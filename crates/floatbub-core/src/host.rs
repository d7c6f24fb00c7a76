//! Bubble host: one platform, all components, and the requester-context
//! boundary.
//!
//! A requester context becomes available with [`BubbleHost::context_available`]
//! and goes away with [`BubbleHost::context_destroyed`]. Losing the bound
//! context stops the overlay session and abandons pending permission
//! requests; binding a new context only abandons the old one's requests.

use std::sync::Arc;
use std::sync::atomic::{AtomicU64, Ordering};

use serde_json::Value;

use crate::arbiter::PermissionArbiter;
use crate::dispatch::{DispatchOutcome, Dispatcher};
use crate::error::{PlatformError, RegistryError};
use crate::lifecycle::BubbleController;
use crate::platform::OverlayPlatform;
use crate::registry::Resolution;
use crate::relay::{ContextId, EventRelay, EventSink};
use crate::types::RequestCode;

pub struct BubbleHost {
    arbiter: Arc<PermissionArbiter>,
    controller: Arc<BubbleController>,
    relay: EventRelay,
    dispatcher: Dispatcher,
    next_context: AtomicU64,
}

impl BubbleHost {
    pub fn new(platform: impl OverlayPlatform + 'static) -> Self {
        let platform: Arc<dyn OverlayPlatform> = Arc::new(platform);
        let arbiter = Arc::new(PermissionArbiter::new(Arc::clone(&platform)));
        let controller = Arc::new(BubbleController::new(Arc::clone(&platform)));
        Self {
            dispatcher: Dispatcher::new(Arc::clone(&arbiter), Arc::clone(&controller)),
            relay: EventRelay::new(platform),
            arbiter,
            controller,
            next_context: AtomicU64::new(1),
        }
    }

    pub fn dispatch(&self, name: &str, args: &Value) -> DispatchOutcome {
        self.dispatcher.dispatch(name, args)
    }

    /// OS result callback for a grant flow.
    pub fn on_permission_result(
        &self,
        code: RequestCode,
        result_code: i32,
    ) -> Result<Resolution, RegistryError> {
        self.arbiter.resolve(code, result_code)
    }

    /// Bind a new requester context that receives interaction pushes via `sink`.
    pub fn context_available(&self, sink: EventSink) -> Result<ContextId, PlatformError> {
        let id = ContextId(self.next_context.fetch_add(1, Ordering::SeqCst));
        if self.relay.attach(id, sink)?.is_some() {
            self.arbiter.abandon_pending();
        }
        tracing::info!(context = id.0, "requester context available");
        Ok(id)
    }

    /// The context `id` is gone. No-op unless it is the bound one.
    pub fn context_destroyed(&self, id: ContextId) {
        if !self.relay.detach(id) {
            tracing::debug!(context = id.0, "stale context teardown ignored");
            return;
        }
        self.controller.on_context_destroyed();
        self.arbiter.abandon_pending();
        tracing::info!(context = id.0, "requester context destroyed");
    }

    pub fn bound_context(&self) -> Option<ContextId> {
        self.relay.bound_context()
    }

    pub fn arbiter(&self) -> &PermissionArbiter {
        &self.arbiter
    }

    pub fn controller(&self) -> &BubbleController {
        &self.controller
    }
}
//! Bubble lifecycle controller: owns the overlay session.
//!
//! `Running` iff an overlay handle is held. The session mutex is held across
//! the platform call so two racing `start`s cannot both create a window.

use std::sync::{Arc, Mutex, MutexGuard, PoisonError};

use chrono::{DateTime, Utc};
use serde::Serialize;

use crate::options::{BubbleOptions, NotificationOptions};
use crate::platform::{OverlayHandle, OverlayPlatform};
use crate::types::BubbleState;

struct OverlaySession {
    handle: OverlayHandle,
    bubble: BubbleOptions,
    notification: NotificationOptions,
    started_at: DateTime<Utc>,
}

/// Snapshot returned by `bubbleStatus`.
#[derive(Debug, Clone, PartialEq, Serialize)]
#[serde(rename_all = "camelCase")]
pub struct BubbleStatus {
    pub state: BubbleState,
    #[serde(skip_serializing_if = "Option::is_none")]
    pub bubble_options: Option<BubbleOptions>,
    #[serde(skip_serializing_if = "Option::is_none")]
    pub notification_options: Option<NotificationOptions>,
    #[serde(skip_serializing_if = "Option::is_none")]
    pub started_at: Option<DateTime<Utc>>,
}

pub struct BubbleController {
    platform: Arc<dyn OverlayPlatform>,
    session: Mutex<Option<OverlaySession>>,
}

impl BubbleController {
    pub fn new(platform: Arc<dyn OverlayPlatform>) -> Self {
        Self {
            platform,
            session: Mutex::new(None),
        }
    }

    fn lock(&self) -> MutexGuard<'_, Option<OverlaySession>> {
        self.session.lock().unwrap_or_else(PoisonError::into_inner)
    }

    /// Start the bubble with the given options.
    ///
    /// Returns `true` if a session is (now) running. Never requests the
    /// overlay permission itself: without it the call returns `false`.
    pub fn start(&self, bubble: BubbleOptions, notification: NotificationOptions) -> bool {
        let mut session = self.lock();
        if session.is_some() {
            tracing::debug!("start ignored: bubble already running");
            return true;
        }
        if !self.platform.is_overlay_granted() {
            tracing::warn!("start refused: overlay permission not granted");
            return false;
        }
        match self.platform.request_overlay(&bubble, &notification) {
            Ok(handle) => {
                tracing::info!(
                    handle = handle.0,
                    size = bubble.bubble_size,
                    x = bubble.start_location_x,
                    y = bubble.start_location_y,
                    "bubble started"
                );
                *session = Some(OverlaySession {
                    handle,
                    bubble,
                    notification,
                    started_at: Utc::now(),
                });
                true
            }
            Err(e) => {
                tracing::warn!(error = %e, "bubble start failed");
                false
            }
        }
    }

    /// Stop the bubble. `true` when no session remains afterwards; a failed
    /// release keeps the session so the call can be retried.
    pub fn stop(&self) -> bool {
        let mut session = self.lock();
        let Some(current) = session.take() else {
            tracing::debug!("stop ignored: bubble not running");
            return true;
        };
        match self.platform.release_overlay(current.handle) {
            Ok(()) => {
                let ran_ms = (Utc::now() - current.started_at).num_milliseconds();
                tracing::info!(handle = current.handle.0, ran_ms, "bubble stopped");
                true
            }
            Err(e) => {
                tracing::warn!(handle = current.handle.0, error = %e, "bubble stop failed");
                *session = Some(current);
                false
            }
        }
    }

    pub fn is_running(&self) -> bool {
        self.lock().is_some()
    }

    pub fn state(&self) -> BubbleState {
        if self.is_running() {
            BubbleState::Running
        } else {
            BubbleState::Stopped
        }
    }

    pub fn status(&self) -> BubbleStatus {
        match self.lock().as_ref() {
            Some(s) => BubbleStatus {
                state: BubbleState::Running,
                bubble_options: Some(s.bubble.clone()),
                notification_options: Some(s.notification.clone()),
                started_at: Some(s.started_at),
            },
            None => BubbleStatus {
                state: BubbleState::Stopped,
                bubble_options: None,
                notification_options: None,
                started_at: None,
            },
        }
    }

    /// The requester's context is gone; the session goes with it.
    pub fn on_context_destroyed(&self) {
        if self.is_running() && !self.stop() {
            tracing::warn!("overlay survived requester context teardown");
        }
    }
}
// Copyright (C) 2025 FZI Forschungszentrum Informatik
// SPDX-License-Identifier: Apache-2.0
//! Record-specific error types

use core::fmt;
use core::num::NonZeroUsize;

/// Record extraction errors
#[derive(Copy, Clone, Debug, PartialEq, Eq)]
pub enum Error {
    /// Some more bytes of data are required for the operation to succeed
    InsufficientData(NonZeroUsize),
}

impl core::error::Error for Error {}

impl fmt::Display for Error {
    fn fmt(&self, f: &mut fmt::Formatter<'_>) -> fmt::Result {
        match self {
            Self::InsufficientData(n) => write!(f, "At least {n} more bytes of data are required"),
        }
    }
}
// Copyright (C) 2025 FZI Forschungszentrum Informatik
// SPDX-License-Identifier: Apache-2.0
//! Log records and their wire format
//!
//! This module provides the [`LogRecord`], the atomic unit of an SMEM log, as
//! well as utilities for extracting records from raw data: a [`Reader`] for
//! plain sequences of records and [`Batch`] for reply frames of the upstream
//! log source, which carry additional flow control counts.

pub mod error;

#[cfg(test)]
mod tests;

pub use error::Error;

use core::fmt;
use core::num::NonZeroUsize;

/// Packed record identifier
///
/// The identifier of a record carries, from MSB to LSB, the tag of the
/// processor emitting the record (2 bits), a continuation flag (2 bits), the
/// base id of the subsystem owning the event (12 bits) and a subsystem-local
/// event code (16 bits).
#[derive(Copy, Clone, Debug, Default, PartialEq, Eq, Hash)]
pub struct Id(u32);

impl Id {
    /// Mask for the [`Processor`] tag
    pub const PROCESSOR_MASK: u32 = 0xc000_0000;
    /// Mask for the continuation flag
    pub const CONTINUE_MASK: u32 = 0x3000_0000;
    /// Mask for the subsystem base id
    pub const BASE_MASK: u32 = 0x0fff_0000;
    /// Mask for the event code
    pub const EVENT_MASK: u32 = 0x0000_ffff;

    /// Create an id from its raw representation
    pub const fn new(raw: u32) -> Self {
        Self(raw)
    }

    /// Retrieve the raw value
    pub const fn raw(self) -> u32 {
        self.0
    }

    /// Whether this id denotes an empty slot
    pub const fn is_padding(self) -> bool {
        self.0 == 0
    }

    /// Whether the record continues the preceding message
    pub const fn is_continuation(self) -> bool {
        self.0 & Self::CONTINUE_MASK != 0
    }

    /// Retrieve the processor the record originates from
    pub const fn processor(self) -> Processor {
        Processor::from_id(self.0)
    }

    /// Retrieve the subsystem base id, still in place
    pub const fn base(self) -> u32 {
        self.0 & Self::BASE_MASK
    }

    /// Retrieve the event code
    pub const fn event(self) -> u16 {
        (self.0 & Self::EVENT_MASK) as u16
    }
}

impl From<u32> for Id {
    fn from(raw: u32) -> Self {
        Self(raw)
    }
}

impl fmt::LowerHex for Id {
    fn fmt(&self, f: &mut fmt::Formatter<'_>) -> fmt::Result {
        fmt::LowerHex::fmt(&self.0, f)
    }
}

/// Processor emitting a record
#[derive(Copy, Clone, Debug, PartialEq, Eq, Hash)]
pub enum Processor {
    Modem,
    Qdsp,
    Apps,
    Wcnss,
}

impl Processor {
    /// Extract the processor from a raw record id
    ///
    /// Only the two most significant bits are considered. Any value not
    /// denoting one of the other processors denotes the modem.
    pub const fn from_id(id: u32) -> Self {
        match id & Id::PROCESSOR_MASK {
            0x8000_0000 => Self::Apps,
            0x4000_0000 => Self::Qdsp,
            0xc000_0000 => Self::Wcnss,
            _ => Self::Modem,
        }
    }

    /// Retrieve the four character name used in line headers
    pub const fn name(self) -> &'static str {
        match self {
            Self::Modem => "MODM",
            Self::Qdsp => "QDSP",
            Self::Apps => "APPS",
            Self::Wcnss => "WCNS",
        }
    }
}

impl fmt::Display for Processor {
    fn fmt(&self, f: &mut fmt::Formatter<'_>) -> fmt::Result {
        f.pad(self.name())
    }
}

/// A single log record
#[derive(Copy, Clone, Debug, Default, PartialEq, Eq)]
pub struct LogRecord {
    pub id: Id,
    pub timestamp: u32,
    pub d1: u32,
    pub d2: u32,
    pub d3: u32,
}

impl LogRecord {
    /// Size of an encoded record in bytes
    pub const SIZE: usize = 20;

    /// Create a new record from its raw fields
    pub const fn new(id: u32, timestamp: u32, d1: u32, d2: u32, d3: u32) -> Self {
        Self {
            id: Id::new(id),
            timestamp,
            d1,
            d2,
            d3,
        }
    }

    /// Decode a record from its little-endian wire representation
    pub fn from_le_bytes(bytes: &[u8; Self::SIZE]) -> Self {
        let word = |n: usize| {
            let mut buf = [0u8; 4];
            buf.copy_from_slice(&bytes[4 * n..4 * n + 4]);
            u32::from_le_bytes(buf)
        };
        Self::new(word(0), word(1), word(2), word(3), word(4))
    }

    /// Encode this record in its little-endian wire representation
    pub fn to_le_bytes(&self) -> [u8; Self::SIZE] {
        let mut res = [0u8; Self::SIZE];
        let words = [self.id.raw(), self.timestamp, self.d1, self.d2, self.d3];
        res.chunks_exact_mut(4)
            .zip(words)
            .for_each(|(c, w)| c.copy_from_slice(&w.to_le_bytes()));
        res
    }

    /// Retrieve the payload words
    pub fn payload(&self) -> [u32; 3] {
        [self.d1, self.d2, self.d3]
    }
}

/// Reader for consecutive, encoded [`LogRecord`]s
///
/// The reader yields records until all data is consumed. If the data ends in
/// an incomplete record, a single [`Error::InsufficientData`] is emitted.
///
/// # Example
///
/// ```
/// use smem_log::record::{LogRecord, Reader};
///
/// let data = LogRecord::new(0x0002_0001, 1000, 0, 0, 0).to_le_bytes();
/// let mut reader = Reader::new(&data);
/// assert_eq!(reader.bytes_left(), 20);
/// let record = reader.next().unwrap().unwrap();
/// assert_eq!(record.timestamp, 1000);
/// assert!(reader.next().is_none());
/// ```
#[derive(Clone, Debug)]
pub struct Reader<'d> {
    data: &'d [u8],
}

impl<'d> Reader<'d> {
    /// Create a new reader for the given data
    pub fn new(data: &'d [u8]) -> Self {
        Self { data }
    }

    /// Retrieve the number of bytes not yet consumed
    pub fn bytes_left(&self) -> usize {
        self.data.len()
    }

    /// Read a single record
    pub fn read_record(&mut self) -> Result<LogRecord, Error> {
        let (head, rest) = self
            .data
            .split_first_chunk::<{ LogRecord::SIZE }>()
            .ok_or_else(|| Error::insufficient(LogRecord::SIZE - self.data.len()))?;
        self.data = rest;
        Ok(LogRecord::from_le_bytes(head))
    }
}

impl Iterator for Reader<'_> {
    type Item = Result<LogRecord, Error>;

    fn next(&mut self) -> Option<Self::Item> {
        if self.data.is_empty() {
            return None;
        }
        let res = self.read_record();
        if res.is_err() {
            self.data = &[];
        }
        Some(res)
    }
}

/// Size of the [`Batch`] header in bytes
const BATCH_HEADER_SIZE: usize = 12;

/// Reply frame of the upstream log source
///
/// A batch consists of a header holding three little-endian words followed by
/// the encoded records. The counts in the header are meant for flow control
/// by the consumer and are not relevant for decoding.
#[derive(Clone, Debug)]
pub struct Batch<'d> {
    /// Number of entries dropped by the source since the last read
    pub dropped: u32,
    /// Number of entries still available at the source
    pub available: u32,
    records: &'d [u8],
}

impl<'d> Batch<'d> {
    /// Size of the batch header in bytes
    pub const HEADER_SIZE: usize = BATCH_HEADER_SIZE;

    /// Parse a batch from raw data
    ///
    /// Data beyond the records announced in the header is ignored.
    pub fn parse(data: &'d [u8]) -> Result<Self, Error> {
        let (header, rest) = data
            .split_first_chunk::<BATCH_HEADER_SIZE>()
            .ok_or_else(|| Error::insufficient(BATCH_HEADER_SIZE - data.len()))?;
        let word = |n: usize| {
            let mut buf = [0u8; 4];
            buf.copy_from_slice(&header[4 * n..4 * n + 4]);
            u32::from_le_bytes(buf)
        };
        let count = usize::try_from(word(2)).unwrap_or(usize::MAX);
        let len = count.saturating_mul(LogRecord::SIZE);
        let records = rest
            .get(..len)
            .ok_or_else(|| Error::insufficient(len - rest.len()))?;
        Ok(Self {
            dropped: word(0),
            available: word(1),
            records,
        })
    }

    /// Retrieve the number of records in this batch
    pub fn len(&self) -> usize {
        self.records.len() / LogRecord::SIZE
    }

    /// Whether this batch does not contain any records
    pub fn is_empty(&self) -> bool {
        self.records.is_empty()
    }

    /// Iterate over the records in this batch
    pub fn records(&self) -> impl Iterator<Item = LogRecord> + 'd {
        let records: &'d [u8] = self.records;
        records
            .chunks_exact(LogRecord::SIZE)
            .filter_map(|c| <&[u8; LogRecord::SIZE]>::try_from(c).ok())
            .map(LogRecord::from_le_bytes)
    }
}

impl Error {
    fn insufficient(need: usize) -> Self {
        Self::InsufficientData(NonZeroUsize::new(need).unwrap_or(NonZeroUsize::MIN))
    }
}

#####

▸ **WORK ORDER**
Return each line among the entries that holds the word "args".

▸ **ANSWER BOX**
    pub fn dispatch(&self, name: &str, args: &Value) -> DispatchOutcome {
        self.dispatcher.dispatch(name, args)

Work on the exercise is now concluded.